When the scythe met the shield, the metal shrieked as it tore. The heat seared Zircon's exposed face and arms even as she hid. Her brain thought of this as an excellent time to reflect on the irony of her fight less than an hour previously, with the clumsy little peridots, and how easy that had seemed. Of course it was easy. Olivines weren't made for combat; quartzes were. Agates were no exception.
"I'm going to die," she murmured to herself, half-aware of what she was saying, and definitely not concerned about grammar — "I'm going to die so bad."
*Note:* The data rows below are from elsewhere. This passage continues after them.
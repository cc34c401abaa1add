//! Chart-ready series derived from returns.
//!
//! Nothing here draws anything; the output is handed to an external plotting
//! layer.

use mandate_core::{ReturnPoint, ReturnSeries};
use serde::{Deserialize, Serialize};

use crate::moments::sample_std;

/// Window length, in observations, of the rolling volatility chart.
pub const ROLLING_WINDOW: usize = 12;

/// Rolling sample standard deviation over full windows of `window` returns.
///
/// Each value is stamped with the date of the last return in its window.
/// Series shorter than the window, and windows below two observations, give
/// an empty result.
#[must_use]
pub fn rolling_std(returns: &ReturnSeries, window: usize) -> ReturnSeries {
    if window < 2 {
        return ReturnSeries::new();
    }
    ReturnSeries::from_points(
        returns
            .points()
            .windows(window)
            .filter_map(|w| {
                let values: Vec<f64> = w.iter().map(|r| r.value).collect();
                Some(ReturnPoint {
                    timestamp: w.last()?.timestamp,
                    value: sample_std(&values)?,
                })
            })
            .collect(),
    )
}

/// One histogram bar.
#[derive(Clone, Copy, Debug, PartialEq, Serialize, Deserialize)]
pub struct HistogramBin {
    /// Inclusive lower edge.
    pub lower: f64,
    /// Upper edge, exclusive except for the last bin.
    pub upper: f64,
    /// Number of values in the bin.
    pub count: usize,
}

/// Equal-width histogram of `values` over `[min, max]`.
///
/// A constant sample is spread over `[v - 0.5, v + 0.5]`. Non-finite values
/// are ignored; an empty input or `bins == 0` gives no bins.
#[must_use]
pub fn histogram(values: &[f64], bins: usize) -> Vec<HistogramBin> {
    let finite: Vec<f64> = values.iter().copied().filter(|v| v.is_finite()).collect();
    if finite.is_empty() || bins == 0 {
        return Vec::new();
    }

    let mut lo = finite.iter().copied().fold(f64::INFINITY, f64::min);
    let mut hi = finite.iter().copied().fold(f64::NEG_INFINITY, f64::max);
    if lo == hi {
        lo -= 0.5;
        hi += 0.5;
    }
    let width = (hi - lo) / bins as f64;

    let mut counts = vec![0usize; bins];
    for v in finite {
        let idx = (((v - lo) / width) as usize).min(bins - 1);
        counts[idx] += 1;
    }

    counts
        .into_iter()
        .enumerate()
        .map(|(i, count)| HistogramBin {
            lower: lo + width * i as f64,
            upper: if i + 1 == bins { hi } else { lo + width * (i + 1) as f64 },
            count,
        })
        .collect()
}

#[cfg(test)]
mod tests {
    use super::*;
    use chrono::NaiveDate;

    fn returns(values: &[f64]) -> ReturnSeries {
        let start = NaiveDate::from_ymd_opt(2024, 1, 1).unwrap();
        ReturnSeries::from_points(
            start
                .iter_days()
                .zip(values)
                .map(|(timestamp, &value)| ReturnPoint { timestamp, value })
                .collect(),
        )
    }

    #[test]
    fn test_rolling_std_window() {
        let values: Vec<f64> = (0..14).map(|i| if i % 2 == 0 { 0.01 } else { -0.01 }).collect();
        let series = returns(&values);
        let rolling = rolling_std(&series, ROLLING_WINDOW);

        assert_eq!(rolling.len(), 3);
        assert_eq!(rolling.points()[0].timestamp, series.points()[11].timestamp);
        assert_eq!(rolling.points()[2].timestamp, series.points()[13].timestamp);
        assert!(rolling.values().iter().all(|v| *v > 0.0));
    }

    #[test]
    fn test_rolling_std_short_series() {
        assert!(rolling_std(&returns(&[0.01; 11]), ROLLING_WINDOW).is_empty());
        assert!(rolling_std(&returns(&[0.01; 20]), 1).is_empty());
    }

    #[test]
    fn test_histogram_counts() {
        let bins = histogram(&[0.0, 0.1, 0.2, 0.3, 0.4, 1.0], 2);
        assert_eq!(bins.len(), 2);
        assert_eq!(bins[0].count, 5);
        assert_eq!(bins[1].count, 1);
        assert_eq!(bins[1].upper, 1.0);
    }

    #[test]
    fn test_histogram_constant_and_empty() {
        let bins = histogram(&[0.0, 0.0], 4);
        assert_eq!(bins.iter().map(|b| b.count).sum::<usize>(), 2);
        assert_eq!(bins[0].lower, -0.5);
        assert!(histogram(&[], 4).is_empty());
        assert!(histogram(&[1.0], 0).is_empty());
    }
}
She had to move. That was the only thing that cut through the numbness of so much fear that she couldn't feel anything at all.
She tried to lift with her arms and it didn't work. The strap slipped down her right arm, and then she got an idea and pulled her arm through the other strap, and hefted the shield on her back like some very strange, heavy, backpack. When she turned, Shadow Agate was raising her scythe again, so Zircon whirled back around and braced for impact.
Two long seconds later the blade clanged against the shield. Zircon was thrown back against the wall again...but she was three feet away from where she'd been before. Shadow struck again, and Zircon stumbled, scraping her face against the wall. But the shield protected her — if she had known about Earth animals, she might have even likened the shield to the shell of a turtle.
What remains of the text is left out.